Activity
Each line in the data holding "malformed" should be listed.

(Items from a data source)
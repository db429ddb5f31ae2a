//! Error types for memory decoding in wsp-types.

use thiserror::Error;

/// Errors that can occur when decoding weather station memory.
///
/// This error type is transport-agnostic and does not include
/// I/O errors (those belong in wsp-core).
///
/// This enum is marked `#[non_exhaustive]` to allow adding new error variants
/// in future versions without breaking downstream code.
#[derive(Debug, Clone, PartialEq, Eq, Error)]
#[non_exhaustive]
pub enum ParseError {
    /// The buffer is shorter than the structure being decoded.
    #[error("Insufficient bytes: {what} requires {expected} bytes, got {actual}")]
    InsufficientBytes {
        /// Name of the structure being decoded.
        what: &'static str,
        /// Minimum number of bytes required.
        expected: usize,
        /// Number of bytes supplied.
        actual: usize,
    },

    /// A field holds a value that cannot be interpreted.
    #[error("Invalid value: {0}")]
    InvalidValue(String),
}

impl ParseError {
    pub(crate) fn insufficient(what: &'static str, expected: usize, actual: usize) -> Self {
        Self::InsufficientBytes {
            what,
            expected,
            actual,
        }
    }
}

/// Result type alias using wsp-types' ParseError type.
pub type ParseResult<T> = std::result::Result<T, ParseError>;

--

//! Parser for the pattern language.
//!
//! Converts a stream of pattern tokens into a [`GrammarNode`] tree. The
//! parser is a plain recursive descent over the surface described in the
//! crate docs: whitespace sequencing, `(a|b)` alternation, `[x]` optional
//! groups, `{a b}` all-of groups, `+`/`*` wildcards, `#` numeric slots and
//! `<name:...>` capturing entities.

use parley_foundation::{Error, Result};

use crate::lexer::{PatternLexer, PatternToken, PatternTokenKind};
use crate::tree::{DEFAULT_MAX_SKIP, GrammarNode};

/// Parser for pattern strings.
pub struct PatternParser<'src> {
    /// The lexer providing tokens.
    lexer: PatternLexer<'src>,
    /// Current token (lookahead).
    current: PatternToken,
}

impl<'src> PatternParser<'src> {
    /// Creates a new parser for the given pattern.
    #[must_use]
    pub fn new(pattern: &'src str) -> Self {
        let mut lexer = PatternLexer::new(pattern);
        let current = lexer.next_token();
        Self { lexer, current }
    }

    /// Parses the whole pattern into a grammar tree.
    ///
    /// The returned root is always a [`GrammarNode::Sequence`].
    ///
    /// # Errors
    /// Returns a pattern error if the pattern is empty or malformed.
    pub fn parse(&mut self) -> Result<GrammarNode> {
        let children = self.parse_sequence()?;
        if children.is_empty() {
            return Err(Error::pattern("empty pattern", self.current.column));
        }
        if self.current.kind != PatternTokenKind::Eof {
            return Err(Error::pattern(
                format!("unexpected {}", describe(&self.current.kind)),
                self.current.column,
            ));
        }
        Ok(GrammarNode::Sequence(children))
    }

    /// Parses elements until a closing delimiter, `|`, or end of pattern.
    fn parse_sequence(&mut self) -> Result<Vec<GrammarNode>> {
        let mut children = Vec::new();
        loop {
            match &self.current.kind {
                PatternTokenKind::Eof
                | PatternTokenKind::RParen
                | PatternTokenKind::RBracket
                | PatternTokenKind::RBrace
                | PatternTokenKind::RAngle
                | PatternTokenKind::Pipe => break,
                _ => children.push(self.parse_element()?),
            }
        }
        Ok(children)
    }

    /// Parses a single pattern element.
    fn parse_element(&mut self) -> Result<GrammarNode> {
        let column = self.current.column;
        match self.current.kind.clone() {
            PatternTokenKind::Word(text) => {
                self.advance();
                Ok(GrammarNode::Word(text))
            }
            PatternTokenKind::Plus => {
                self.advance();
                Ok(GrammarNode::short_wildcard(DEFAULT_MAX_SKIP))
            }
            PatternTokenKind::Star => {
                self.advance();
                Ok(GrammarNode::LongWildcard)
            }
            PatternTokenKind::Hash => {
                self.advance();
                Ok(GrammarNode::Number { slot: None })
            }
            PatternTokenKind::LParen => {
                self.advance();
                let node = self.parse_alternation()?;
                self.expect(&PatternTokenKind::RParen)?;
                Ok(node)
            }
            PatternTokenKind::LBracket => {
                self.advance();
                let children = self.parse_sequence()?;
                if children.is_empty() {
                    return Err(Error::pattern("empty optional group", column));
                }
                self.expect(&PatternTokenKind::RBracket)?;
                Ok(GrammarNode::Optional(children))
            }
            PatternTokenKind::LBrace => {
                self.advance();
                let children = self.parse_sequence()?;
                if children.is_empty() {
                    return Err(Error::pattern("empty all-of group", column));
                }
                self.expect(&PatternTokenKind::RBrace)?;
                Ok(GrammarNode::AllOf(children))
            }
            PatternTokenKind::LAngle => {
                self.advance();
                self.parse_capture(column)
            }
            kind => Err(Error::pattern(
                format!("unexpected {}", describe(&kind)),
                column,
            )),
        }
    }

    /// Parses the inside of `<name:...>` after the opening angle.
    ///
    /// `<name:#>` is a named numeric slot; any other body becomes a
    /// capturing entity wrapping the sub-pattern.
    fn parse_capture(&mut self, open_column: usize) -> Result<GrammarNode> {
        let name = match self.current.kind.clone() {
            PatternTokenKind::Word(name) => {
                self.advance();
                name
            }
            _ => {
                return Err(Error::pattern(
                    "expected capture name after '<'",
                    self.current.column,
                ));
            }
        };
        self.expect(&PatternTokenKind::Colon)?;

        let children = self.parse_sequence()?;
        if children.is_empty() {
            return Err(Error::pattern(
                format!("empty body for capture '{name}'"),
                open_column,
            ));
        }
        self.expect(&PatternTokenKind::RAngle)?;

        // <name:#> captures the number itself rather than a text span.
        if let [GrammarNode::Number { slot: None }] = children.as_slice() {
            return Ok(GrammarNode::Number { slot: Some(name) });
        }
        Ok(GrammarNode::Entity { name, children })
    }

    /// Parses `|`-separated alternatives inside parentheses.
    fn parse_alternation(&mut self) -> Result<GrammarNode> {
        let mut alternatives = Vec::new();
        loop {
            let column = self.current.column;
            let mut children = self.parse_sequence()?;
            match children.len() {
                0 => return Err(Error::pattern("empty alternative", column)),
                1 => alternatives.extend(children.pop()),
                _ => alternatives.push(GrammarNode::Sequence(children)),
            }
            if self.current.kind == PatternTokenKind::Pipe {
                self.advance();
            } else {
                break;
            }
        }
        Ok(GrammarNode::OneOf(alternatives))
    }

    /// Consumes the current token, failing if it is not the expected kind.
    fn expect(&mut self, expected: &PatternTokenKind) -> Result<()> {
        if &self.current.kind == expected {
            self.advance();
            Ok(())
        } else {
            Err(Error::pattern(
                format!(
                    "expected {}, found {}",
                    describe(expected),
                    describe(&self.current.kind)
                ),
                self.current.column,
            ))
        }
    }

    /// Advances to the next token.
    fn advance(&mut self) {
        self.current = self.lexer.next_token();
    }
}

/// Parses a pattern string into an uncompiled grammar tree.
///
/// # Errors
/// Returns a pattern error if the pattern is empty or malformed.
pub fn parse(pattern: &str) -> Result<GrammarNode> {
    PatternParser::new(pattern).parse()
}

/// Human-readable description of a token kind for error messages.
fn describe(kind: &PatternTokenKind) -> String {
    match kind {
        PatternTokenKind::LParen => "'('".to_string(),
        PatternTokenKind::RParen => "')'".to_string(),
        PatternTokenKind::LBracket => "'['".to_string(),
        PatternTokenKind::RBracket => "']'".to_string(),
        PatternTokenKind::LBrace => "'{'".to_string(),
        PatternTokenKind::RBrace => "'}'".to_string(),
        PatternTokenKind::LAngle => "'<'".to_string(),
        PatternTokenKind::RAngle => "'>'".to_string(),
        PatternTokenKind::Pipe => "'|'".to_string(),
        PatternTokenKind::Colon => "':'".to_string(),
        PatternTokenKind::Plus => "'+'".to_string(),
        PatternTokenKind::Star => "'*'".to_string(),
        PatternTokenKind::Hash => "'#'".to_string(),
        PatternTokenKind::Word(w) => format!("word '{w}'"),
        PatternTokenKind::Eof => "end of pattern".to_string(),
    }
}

Worked solution
    /// Returns a pattern error if the pattern is empty or malformed.
/// Returns a pattern error if the pattern is empty or malformed.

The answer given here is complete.